Affluent, Anxious and Almost Normal: A Journey Through Merkel’s Germany

As Angela Merkel prepares to step down after 16 years as chancellor of Germany, she leaves behind a country profoundly changed — and anxious about changing more.

By Katrin Bennhold

Photographs by Lena Mucha

STUTTGART, Germany — The small silver star at the tip of Aleksandar Djordjevic’s Mercedes shines bright. He polishes it every week.

Mr. Djordjevic makes combustion engines for Daimler, one of Germany’s flagship carmakers. He has a salary of around 60,000 euros (about $70,000), eight weeks of vacation and a guarantee negotiated by the union that he cannot be fired until 2030. He owns a two-story house and that E-class 250 model Mercedes in his driveway.

All of that is why Mr. Djordjevic polishes the star on his car.
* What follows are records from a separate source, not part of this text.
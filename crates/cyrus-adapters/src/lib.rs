// SPDX-License-Identifier: BUSL-1.1
// Copyright (c) 2026 Alfred Jean LLC

#![cfg_attr(test, allow(clippy::panic))]
#![cfg_attr(test, allow(clippy::unwrap_used))]
#![cfg_attr(test, allow(clippy::expect_used))]

//! cyrus-adapters: the external capability seams the orchestration core
//! consumes (spec §6) — `Runner` (agent process control) and
//! `IssueTracker` (tracker RPCs) — plus the `RunnerEventNormalizer` that
//! turns heterogeneous vendor streams into the uniform `RunnerEvent`
//! shape (spec §4.6). Concrete vendor wrappers and the concrete tracker
//! transport are out of scope; this crate defines the seams and, behind
//! `test-support`, in-process test doubles for both.

pub mod normalizer;
pub mod process_runner;
pub mod runner;
pub mod tracker;

pub mod mock_runner;

#[cfg(any(test, feature = "test-support"))]
pub mod fake_tracker;

pub use normalizer::{
    format_edit_diff, format_mcp_tool_name, format_parameter, format_result,
    RunnerEventNormalizer, LAST_MESSAGE_MARKER,
};
pub use runner::{Runner, RunnerError, RunnerHandle, RunnerInput};
pub use tracker::{
    ActivityPosted, CreatedAgentSession, IssueData, IssueStateType, IssueTracker, TrackerError,
    UploadedFile,
};

pub use mock_runner::{MockRunner, MockRunnerCall};
pub use process_runner::{ProcessRunner, ProcessRunnerFactory, ProcessRunnerSpec};

#[cfg(any(test, feature = "test-support"))]
pub use fake_tracker::{FakeIssueTracker, TimelineEntry};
“The star is something stable and something strong: It stands for Made in Germany,” he said.

But by 2030 there will be no more combustion engines at Daimler — or people making combustion engines.

“I’m proud of what I do,” Mr. Djordjevic said. “It’s unsettling to know that in 10 years’ time my job will no longer exist.”
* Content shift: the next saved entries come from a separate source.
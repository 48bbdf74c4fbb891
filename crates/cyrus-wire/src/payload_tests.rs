// SPDX-License-Identifier: BUSL-1.1
// Copyright (c) 2026 Alfred Jean LLC

use super::*;

#[test]
fn parses_issue_assigned() {
    let body = br#"{
        "type": "AgentSessionEvent",
        "action": "assigned",
        "organizationId": "org-1",
        "issue": {"id": "i1", "identifier": "ENG-1", "title": "Fix bug", "team": {"key": "ENG"}, "labels": ["bug"]}
    }"#;
    let event = parse(body).unwrap();
    match event {
        WebhookEvent::IssueAssigned { organization_id, issue_id, team_key, labels, .. } => {
            assert_eq!(organization_id, "org-1");
            assert_eq!(issue_id, "i1");
            assert_eq!(team_key, "ENG");
            assert_eq!(labels, vec!["bug".to_string()]);
        }
        other => panic!("expected IssueAssigned, got {other:?}"),
    }
}

#[test]
fn parses_agent_session_created_with_prompt() {
    let body = br#"{
        "type": "AgentSessionEvent",
        "action": "created",
        "organizationId": "org-1",
        "issue": {"id": "i1", "identifier": "ENG-1", "title": "Fix bug", "team": {"key": "ENG"}},
        "agentSession": {"id": "as-1"},
        "message": {"content": "please start"}
    }"#;
    let event = parse(body).unwrap();
    match event {
        WebhookEvent::AgentSessionCreated { session_id, prompt, .. } => {
            assert_eq!(session_id, "as-1");
            assert_eq!(prompt.as_deref(), Some("please start"));
        }
        other => panic!("expected AgentSessionCreated, got {other:?}"),
    }
}

#[test]
fn parses_agent_session_prompted() {
    let body = br#"{
        "type": "AgentSessionEvent",
        "action": "prompted",
        "organizationId": "org-1",
        "issue": {"id": "i1", "identifier": "ENG-1"},
        "agentSession": {"id": "as-1"},
        "message": {"content": "also handle edge case X"},
        "author": "alice"
    }"#;
    let event = parse(body).unwrap();
    match event {
        WebhookEvent::AgentSessionPrompted { prompt, author, .. } => {
            assert_eq!(prompt, "also handle edge case X");
            assert_eq!(author.as_deref(), Some("alice"));
        }
        other => panic!("expected AgentSessionPrompted, got {other:?}"),
    }
}

#[test]
fn parses_issue_unassigned() {
    let body = br#"{
        "type": "AgentSessionEvent",
        "action": "unassigned",
        "organizationId": "org-1",
        "issue": {"id": "i1", "identifier": "ENG-1"}
    }"#;
    assert!(matches!(parse(body).unwrap(), WebhookEvent::IssueUnassigned { .. }));
}

#[test]
fn parses_comment_mention() {
    let body = br#"{
        "type": "IssueCommentReaction",
        "action": "commented",
        "organizationId": "org-1",
        "issue": {"id": "i1", "identifier": "ENG-1", "team": {"key": "ENG"}, "labels": []},
        "message": {"content": "@cyrus please also fix the typo"},
        "author": "bob"
    }"#;
    let event = parse(body).unwrap();
    assert!(matches!(event, WebhookEvent::IssueCommentMention { .. }));
}

#[test]
fn rejects_malformed_json() {
    assert!(matches!(parse(b"not json"), Err(PayloadError::MalformedJson(_))));
}

#[test]
fn rejects_unrecognized_type_action_pair() {
    let body = br#"{"type": "Unknown", "action": "whatever", "organizationId": "org-1"}"#;
    assert!(matches!(parse(body), Err(PayloadError::UnrecognizedEvent(_, _))));
}

#[test]
fn rejects_missing_required_field() {
    let body = br#"{"type": "AgentSessionEvent", "action": "assigned", "organizationId": "org-1"}"#;
    assert_eq!(parse(body), Err(PayloadError::MissingField("issue")));
}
Mr. Djordjevic is the picture of a new German pride and prosperity — and German anxiety.

As Chancellor Angela Merkel prepares to leave office after 16 years, her country is among the richest in the world. A broad and contented middle class is one facet of Ms. Merkel’s Germany that has been central to her longevity and her ability to deliver on a core promise of stability. But her impact has been far greater.

To travel the country she leaves behind is to see it profoundly transformed.

There is the father taking paid parental leave in Catholic Bavaria. The married gay couple raising two children outside Berlin. The woman in a hijab teaching math in a high school near Frankfurt, where most students have German passports but few have German parents.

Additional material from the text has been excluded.